|Research type||Nuclear research centre|
|Budget||₹8,450 million (US$110 million) per annum|
Field of research
|Atomic Energy, Material Physics, Nano-Sciences, Electronics and Instrumentation, Reactor Engineering, Metallurgy|
|Location||Kalpakkam, Tamil Nadu, India|
|Department of Atomic Energy, Government of India|
Indira Gandhi Centre for Atomic Research (IGCAR) is one of India's premier nuclear research centres. It is the second largest establishment of the Department of Atomic Energy (DAE), next to Bhabha Atomic Research Centre (BARC), located at Kalpakkam, 80 km south of Chennai, India. It was established in 1971 as an exclusive centre dedicated to the pursuit of fast reactor science and technology, due to the vision of Dr. Vikram Sarabhai. Originally, it was called as Reactor Research Centre (RRC). It was renamed as Indira Gandhi Centre for Atomic Research (IGCAR) by the then Prime Minister of India, Rajiv Gandhi in December 1985. The centre is engaged in broad-based multidisciplinary programme of scientific research and advanced engineering directed towards the development of Fast Breeder Reactor technology, in India.

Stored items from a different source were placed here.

//! The wrapper element a controller positions and sizes.

use std::fmt;
use std::time::Duration;

/// Inline style properties the controller writes.
#[derive(Debug, Clone, Copy, PartialEq, Eq, Hash)]
pub enum StyleProp {
    Left,
    Top,
    Width,
    Height,
}

impl StyleProp {
    pub fn css_name(self) -> &'static str {
        match self {
            StyleProp::Left => "left",
            StyleProp::Top => "top",
            StyleProp::Width => "width",
            StyleProp::Height => "height",
        }
    }
}

impl fmt::Display for StyleProp {
    fn fmt(&self, f: &mut fmt::Formatter<'_>) -> fmt::Result {
        f.write_str(self.css_name())
    }
}

/// Vendor variants of the transition-completion signal.
#[derive(Debug, Clone, Copy, PartialEq, Eq)]
pub enum TransitionEvent {
    TransitionEnd,
    OTransitionEnd,
    WebkitTransitionEnd,
}

impl TransitionEvent {
    pub const ALL: [TransitionEvent; 3] = [
        TransitionEvent::TransitionEnd,
        TransitionEvent::OTransitionEnd,
        TransitionEvent::WebkitTransitionEnd,
    ];

    pub fn dom_name(self) -> &'static str {
        match self {
            TransitionEvent::TransitionEnd => "transitionend",
            TransitionEvent::OTransitionEnd => "oTransitionEnd",
            TransitionEvent::WebkitTransitionEnd => "webkitTransitionEnd",
        }
    }

    /// Parse a DOM event name; `None` for anything that is not a
    /// transition-end variant.
    pub fn from_dom_name(name: &str) -> Option<Self> {
        Self::ALL.into_iter().find(|e| e.dom_name() == name)
    }
}

/// A DOM-like element owned by one controller.
///
/// Style values are CSS text; an empty string means the property is unset.
pub trait FrameElement {
    fn style(&self, prop: StyleProp) -> String;
    fn set_style(&mut self, prop: StyleProp, value: &str);

    fn add_class(&mut self, class: &str);
    fn remove_class(&mut self, class: &str);
    fn has_class(&self, class: &str) -> bool;
    /// Replace the whole class list.
    fn set_class_name(&mut self, class_name: &str);

    /// Rendered size in pixels (`offsetWidth`, `offsetHeight`).
    fn offset_size(&self) -> (f64, f64);

    /// Computed transition duration of the size properties. Zero means a
    /// size change completes immediately.
    fn transition_duration(&self) -> Duration;
}
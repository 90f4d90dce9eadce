//! Default TOML config template with inline documentation comments.

/// Generate the default TOML config content with comments.
pub(crate) fn default_config_toml() -> String {
    r##"# Easel Configuration
# Schema version 1
# Only override what you want to change -- missing fields use defaults.

[canvas]
# style_prefix = "gjs-"
# bus_capacity = 64              # 1-4096

[frame]
# recalc_debounce_ms = 0         # 0-1000, 0 = next tick
# transition_fallback_ms = 1000  # 0-10000, 0 = wait for transitionend forever
# animation_class = "frame-wrapper--anim"

[logging]
# level = "INFO"                 # DEBUG, INFO, WARNING, ERROR
"##
    .to_string()
}
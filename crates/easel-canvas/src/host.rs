//! Capabilities the canvas host exposes to frame controllers.

use easel_common::types::FrameId;
use serde::{Deserialize, Serialize};

use crate::tools::ToolsOverlay;

/// Options for the host's default tool recalculation.
#[derive(Debug, Clone, Copy, PartialEq, Eq, Serialize, Deserialize)]
pub struct RecalcOptions {
    /// Keep the current selection target while re-running.
    pub preserve_selected: bool,
}

impl RecalcOptions {
    pub fn preserve_selected() -> Self {
        Self {
            preserve_selected: true,
        }
    }
}

/// The editor hosting the canvas.
///
/// Shared by every frame controller on the canvas, hence `&self`.
pub trait CanvasHost {
    /// Current canvas zoom expressed as a screen-to-canvas multiplier.
    fn zoom_multiplier(&self) -> f64;

    /// Re-run the default tool (highlighter, badge, offsets) against the
    /// current selection.
    fn run_default(&self, opts: RecalcOptions);

    /// Stop the default tool until the next [`CanvasHost::run_default`].
    fn stop_default(&self, opts: RecalcOptions);

    /// Enable or disable pointer events on every frame of the canvas.
    fn toggle_frames_events(&self, enabled: bool);

    /// Mount a frame's overlay tools in the shared tools wrapper.
    fn attach_tools(&self, frame: FrameId, tools: &ToolsOverlay);

    /// Unmount a frame's overlay tools.
    fn detach_tools(&self, frame: FrameId);
}
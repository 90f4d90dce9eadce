//! Drag primitive that only records where drags were started.

use std::cell::RefCell;
use std::rc::Rc;

use crate::drag::{DragPrimitive, PointerEvent};

/// Clones share the record of started drags.
#[derive(Debug, Clone, Default)]
pub struct HeadlessDrag {
    started: Rc<RefCell<Vec<PointerEvent>>>,
}

impl HeadlessDrag {
    pub fn new() -> Self {
        Self::default()
    }

    pub fn started(&self) -> Vec<PointerEvent> {
        self.started.borrow().clone()
    }

    /// Take the oldest start not yet consumed.
    pub fn take_started(&self) -> Option<PointerEvent> {
        let mut started = self.started.borrow_mut();
        (!started.is_empty()).then(|| started.remove(0))
    }
}

impl DragPrimitive for HeadlessDrag {
    fn start(&mut self, origin: &PointerEvent) {
        self.started.borrow_mut().push(*origin);
    }
}
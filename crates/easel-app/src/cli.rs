use std::path::PathBuf;

use clap::Parser;

/// Easel: replay frame sync scenarios against headless collaborators.
#[derive(Parser, Debug)]
#[command(name = "easel", version, about)]
pub struct Args {
    /// Scenario file (JSON) to replay.
    #[arg(required_unless_present = "print_config")]
    pub scenario: Option<PathBuf>,

    /// Config file path override.
    #[arg(long)]
    pub config: Option<PathBuf>,

    /// Log level override (debug, info, warn, error).
    #[arg(long)]
    pub log_level: Option<String>,

    /// Print the effective config as JSON and exit.
    #[arg(long)]
    pub print_config: bool,
}

pub fn parse() -> Args {
    Args::parse()
}

#[cfg(test)]
mod tests {
    use super::*;

    #[test]
    fn scenario_is_positional() {
        let args = Args::try_parse_from(["easel", "drag.json", "--log-level", "debug"]).unwrap();
        assert_eq!(args.scenario, Some(PathBuf::from("drag.json")));
        assert_eq!(args.log_level.as_deref(), Some("debug"));
        assert!(!args.print_config);
    }

    #[test]
    fn print_config_needs_no_scenario() {
        let args = Args::try_parse_from(["easel", "--print-config"]).unwrap();
        assert!(args.print_config);
        assert!(args.scenario.is_none());
    }

    #[test]
    fn scenario_required_otherwise() {
        assert!(Args::try_parse_from(["easel"]).is_err());
    }
}
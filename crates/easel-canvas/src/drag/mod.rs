//! Frame drag types: pointer input, primitive capability, per-drag session.
//!
//! The low-level pointer tracking lives behind [`DragPrimitive`]. Once
//! started, the primitive reports back through [`DragSignal`]s, which the
//! host forwards to the frame's controller.

mod session;

pub use session::DragSession;

use serde::{Deserialize, Serialize};

// =============================================================================
// TYPES
// =============================================================================

/// The pointer event that starts a drag (a `mousedown` on the move hook).
#[derive(Debug, Clone, Copy, PartialEq, Serialize, Deserialize)]
pub struct PointerEvent {
    pub client_x: f64,
    pub client_y: f64,
    pub button: u8,
}

impl PointerEvent {
    pub fn at(client_x: f64, client_y: f64) -> Self {
        Self {
            client_x,
            client_y,
            button: 0,
        }
    }
}

/// Cumulative pointer travel since the drag began, in screen pixels.
#[derive(Debug, Clone, Copy, Default, PartialEq, Serialize, Deserialize)]
pub struct DragDelta {
    pub x: f64,
    pub y: f64,
}

/// Progress reported by a [`DragPrimitive`].
#[derive(Debug, Clone, Copy, PartialEq)]
pub enum DragSignal {
    Start,
    Move(DragDelta),
    End,
}

/// Pointer tracking capability injected into a controller.
pub trait DragPrimitive {
    /// Begin tracking from `origin`. Progress arrives later as
    /// [`DragSignal`]s.
    fn start(&mut self, origin: &PointerEvent);
}
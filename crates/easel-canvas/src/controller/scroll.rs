//! Relaying scrolls of the embedded viewport to the canvas bus.

use easel_common::events::Event;
use tracing::trace;

use super::FrameSyncController;

impl FrameSyncController {
    pub(super) fn attach_scroll_relay(&mut self) {
        if !self.scroll_attached {
            self.scroll_attached = true;
            self.bus.publish(Event::FrameLoaded(self.id));
        }
    }

    /// The embedded viewport scrolled. Publishes `frame:scroll` once the
    /// frame has loaded; earlier scrolls are dropped.
    pub fn on_frame_scroll(&mut self) {
        if self.removed || !self.scroll_attached {
            trace!(frame = %self.id, "scroll before load ignored");
            return;
        }
        self.bus.publish(Event::FrameScroll {
            frame: self.id,
            body: self.frame.body(),
            target: self.frame.window(),
        });
    }
}
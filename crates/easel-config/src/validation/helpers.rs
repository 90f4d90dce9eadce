//! Shared validation helpers used by all domain validators.

/// Push an error if `value` is outside `[min, max]`.
pub(crate) fn validate_range(errors: &mut Vec<String>, name: &str, value: u64, min: u64, max: u64) {
    if value < min || value > max {
        errors.push(format!("{name} = {value} is out of range [{min}, {max}]"));
    }
}

/// Push an error if `value` is not usable inside a CSS class name.
pub(crate) fn validate_class_fragment(errors: &mut Vec<String>, name: &str, value: &str, allow_empty: bool) {
    if value.is_empty() {
        if !allow_empty {
            errors.push(format!("{name} must not be empty"));
        }
        return;
    }
    if let Some(bad) = value
        .chars()
        .find(|c| !(c.is_ascii_alphanumeric() || *c == '-' || *c == '_'))
    {
        errors.push(format!("{name} = {value:?} contains invalid character {bad:?}"));
    }
}
//! Last-call-wins coalescing over a fixed quiet window.
//!
//! Each [`Debouncer::call`] pushes the deadline to `now + window`; the owner
//! polls with [`Debouncer::poll`] and runs its effect when that returns
//! `true`. Any number of calls inside one window yield a single run.

use std::time::{Duration, Instant};

#[derive(Debug, Clone)]
pub struct Debouncer {
    window: Duration,
    deadline: Option<Instant>,
}

impl Debouncer {
    pub fn new(window: Duration) -> Self {
        Self {
            window,
            deadline: None,
        }
    }

    pub fn window(&self) -> Duration {
        self.window
    }

    /// Request a run, superseding any pending one.
    pub fn call(&mut self, now: Instant) {
        self.deadline = Some(now + self.window);
    }

    pub fn is_pending(&self) -> bool {
        self.deadline.is_some()
    }

    /// Returns `true` exactly once per settled burst of calls.
    pub fn poll(&mut self, now: Instant) -> bool {
        match self.deadline {
            Some(deadline) if now >= deadline => {
                self.deadline = None;
                true
            }
            _ => false,
        }
    }

    pub fn cancel(&mut self) {
        self.deadline = None;
    }
}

The fast reactor related research in India, originated at BARC, Mumbai. Later, RRC was established at Kalpakkam with the same mandate. The Central Workshop, Safety Research Laboratory and Materials Sciences Laboratory were constructed in 1975–1976. Soon, the Radio-Chemistry Lab and Electronics and Instrumentation Lab were constructed.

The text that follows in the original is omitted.